March 17—Steve Dunham is a dog’s best friend.
He was a K-9 officer with the Franklin Police Department before retiring and has been training dogs of all sizes for over 25 years.
Dunham trained police dogs for every department in southwestern Ohio, including Beavercreek, the Hamilton County Sheriff, and the Ohio Department of Natural Resources. Almost every police department in Warren County, including Franklin, at some point had a police dog that Dunham trained, he said.
“Every dog can teach you something,” he said.
Dunham joined the Franklin County Police Department in Warren County in 1995, training police dogs since 1998. He started his own police dog training business in 2006 and, after retiring from the Franklin Police Department in 2016, opened its doors to companion dogs. company at 2763 Culver Ave., Kettering.
“As a K-9 officer, I’ve worked with very dynamic breeds. They’re very easily stimulated by outside things, like animals or people,” Dunham said. “So that really helped prepare me for those kinds of situations.”
Dunham recently changed the name of his business from Police Dog Services to Dog Training Personalized, and his business instantly quadrupled, he said.
“It’s my passion. I really enjoyed training dogs and working with police dogs,” he said. “I wanted to do more, and jumping into it gave me the opportunity to learn more.”
Working with Anja, a client’s German Shepherd at their Kettering facility on Tuesday, Dunham and Sami Clark, head certified trainer at Custom Dog Training, show a firm and gentle hand with the puppies in their care. Anja is very excited to receive her treats, but it’s Dunham’s job to show her the limits of acceptable behavior and what it takes to do a good job, an endeavor that takes a lot of time and patience.
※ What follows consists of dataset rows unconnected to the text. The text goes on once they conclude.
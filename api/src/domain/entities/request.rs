//! Blood request domain entity

use chrono::{DateTime, Utc};
use serde::{Deserialize, Serialize};

use super::{BloodTypeId, HospitalId};

/// Unique identifier for a blood request, assigned by the store
#[derive(Debug, Clone, Copy, PartialEq, Eq, Hash, Serialize, Deserialize)]
pub struct RequestId(pub i32);

impl From<i32> for RequestId {
    fn from(id: i32) -> Self {
        Self(id)
    }
}

impl std::fmt::Display for RequestId {
    fn fmt(&self, f: &mut std::fmt::Formatter<'_>) -> std::fmt::Result {
        write!(f, "{}", self.0)
    }
}

/// A request for blood units, addressed to a hospital
#[derive(Debug, Clone, Serialize)]
pub struct Request {
    pub id: RequestId,
    pub requester_name: String,
    pub blood_type_id: BloodTypeId,
    pub quantity: i32,
    pub hospital_id: HospitalId,
    pub request_date: DateTime<Utc>,
}

/// Data needed to create or overwrite a request
///
/// Create and update carry the same full field set.
#[derive(Debug, Clone)]
pub struct NewRequest {
    pub requester_name: String,
    pub blood_type_id: BloodTypeId,
    pub quantity: i32,
    pub hospital_id: HospitalId,
    pub request_date: DateTime<Utc>,
}
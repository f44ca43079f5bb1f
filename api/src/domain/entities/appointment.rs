//! Donation appointment domain entity

use chrono::{DateTime, Utc};
use serde::{Deserialize, Serialize};

use super::{HospitalId, UserId};

/// Unique identifier for an appointment, assigned by the store
#[derive(Debug, Clone, Copy, PartialEq, Eq, Hash, Serialize, Deserialize)]
pub struct AppointmentId(pub i32);

impl From<i32> for AppointmentId {
    fn from(id: i32) -> Self {
        Self(id)
    }
}

impl std::fmt::Display for AppointmentId {
    fn fmt(&self, f: &mut std::fmt::Formatter<'_>) -> std::fmt::Result {
        write!(f, "{}", self.0)
    }
}

/// Appointment lifecycle status
#[derive(Debug, Clone, Copy, PartialEq, Eq, Serialize, Deserialize)]
#[serde(rename_all = "lowercase")]
pub enum AppointmentStatus {
    /// Booked, awaiting staff approval
    Pending,
    /// Approved by hospital staff
    Approved,
    /// Cancelled by either side
    Cancelled,
    /// Visit took place
    Completed,
}

impl std::fmt::Display for AppointmentStatus {
    fn fmt(&self, f: &mut std::fmt::Formatter<'_>) -> std::fmt::Result {
        match self {
            AppointmentStatus::Pending => write!(f, "pending"),
            AppointmentStatus::Approved => write!(f, "approved"),
            AppointmentStatus::Cancelled => write!(f, "cancelled"),
            AppointmentStatus::Completed => write!(f, "completed"),
        }
    }
}

impl std::str::FromStr for AppointmentStatus {
    type Err = String;

    fn from_str(s: &str) -> Result<Self, Self::Err> {
        match s.to_lowercase().as_str() {
            "pending" => Ok(AppointmentStatus::Pending),
            "approved" => Ok(AppointmentStatus::Approved),
            "cancelled" => Ok(AppointmentStatus::Cancelled),
            "completed" => Ok(AppointmentStatus::Completed),
            _ => Err(format!("Unknown appointment status: {}", s)),
        }
    }
}

/// A scheduled donation or visit at a hospital
#[derive(Debug, Clone, Serialize)]
pub struct Appointment {
    pub id: AppointmentId,
    pub user_id: UserId,
    pub hospital_id: HospitalId,
    pub appointment_type: String,
    pub status: AppointmentStatus,
    pub date: DateTime<Utc>,
    pub info: String,
}

/// Data needed to create a new appointment
///
/// `user_id` is the authenticated caller, threaded in explicitly by the
/// handler rather than read from ambient request state.
#[derive(Debug, Clone)]
pub struct NewAppointment {
    pub user_id: UserId,
    pub hospital_id: HospitalId,
    pub appointment_type: String,
    pub status: AppointmentStatus,
    pub date: DateTime<Utc>,
    pub info: String,
}

/// Full-field overwrite for an existing appointment
#[derive(Debug, Clone)]
pub struct UpdateAppointment {
    pub user_id: UserId,
    pub hospital_id: HospitalId,
    pub appointment_type: String,
    pub status: AppointmentStatus,
    pub date: DateTime<Utc>,
    pub info: String,
}
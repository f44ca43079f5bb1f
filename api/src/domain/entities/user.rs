//! User domain entity
//!
//! Identity (passwords, roles, sessions) is owned by the user directory
//! adapter; the domain only sees the profile fields.

use chrono::{DateTime, Utc};
use serde::{Deserialize, Serialize};

/// Unique identifier for a user, assigned by the store
#[derive(Debug, Clone, Copy, PartialEq, Eq, Hash, Serialize, Deserialize)]
pub struct UserId(pub i32);

impl From<i32> for UserId {
    fn from(id: i32) -> Self {
        Self(id)
    }
}

impl std::fmt::Display for UserId {
    fn fmt(&self, f: &mut std::fmt::Formatter<'_>) -> std::fmt::Result {
        write!(f, "{}", self.0)
    }
}

/// A donor, requester, or staff member
#[derive(Debug, Clone, Serialize)]
pub struct User {
    pub id: UserId,
    pub first_name: String,
    pub last_name: String,
    pub user_name: String,
    pub email: String,
    pub phone_number: String,
    pub gender: String,
    pub address: String,
    pub create_date: DateTime<Utc>,
    pub update_date: DateTime<Utc>,
    pub last_donation_date: Option<DateTime<Utc>>,
    pub date_of_birth: DateTime<Utc>,
    /// Role name, e.g. "donor" or "admin"
    pub user_type: String,
    /// Free-text blood type on the profile (not a reference to `BloodType`)
    pub blood_type: String,
}

impl User {
    /// First and last name joined for display
    pub fn full_name(&self) -> String {
        format!("{} {}", self.first_name, self.last_name)
    }
}

/// Data needed to register a new user
#[derive(Debug, Clone)]
pub struct NewUser {
    pub first_name: String,
    pub last_name: String,
    pub user_name: String,
    pub email: String,
    pub phone_number: String,
    pub gender: String,
    pub address: String,
    pub last_donation_date: Option<DateTime<Utc>>,
    pub date_of_birth: DateTime<Utc>,
    pub user_type: String,
    pub blood_type: String,
    /// Hash of the one-time session token issued at registration
    pub session_token_hash: String,
}

/// Full-field overwrite for an existing user profile
#[derive(Debug, Clone)]
pub struct UpdateUser {
    pub first_name: String,
    pub last_name: String,
    pub user_name: String,
    pub email: String,
    pub phone_number: String,
    pub gender: String,
    pub address: String,
    pub last_donation_date: Option<DateTime<Utc>>,
    pub date_of_birth: DateTime<Utc>,
    pub user_type: String,
    pub blood_type: String,
}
“Sometimes people will look at a dog as programming a computer,” Dunham said. “It’s not like that. You’re dealing with living, breathing creatures that do things for their own reasons. And some dogs are wired a little differently than other dogs.”
People seek out dog trainers for several reasons, Dunham said.
“The dog might react when he sees another dog or he might go mad at the FedEx guy when he comes over,” Dunham said. “Sometimes people get a new puppy, and it’s been a long time or they’ve never raised a puppy before and want to make sure they’re on the right track.”
While many of the behavioral issues that Dunham and Clark see day to day are easy fixes, they still require a lot of practice for both dog and human.
“It’s like learning a second language,” Dunham said. “The longer you do it, the more consistent you are, the easier it gets.”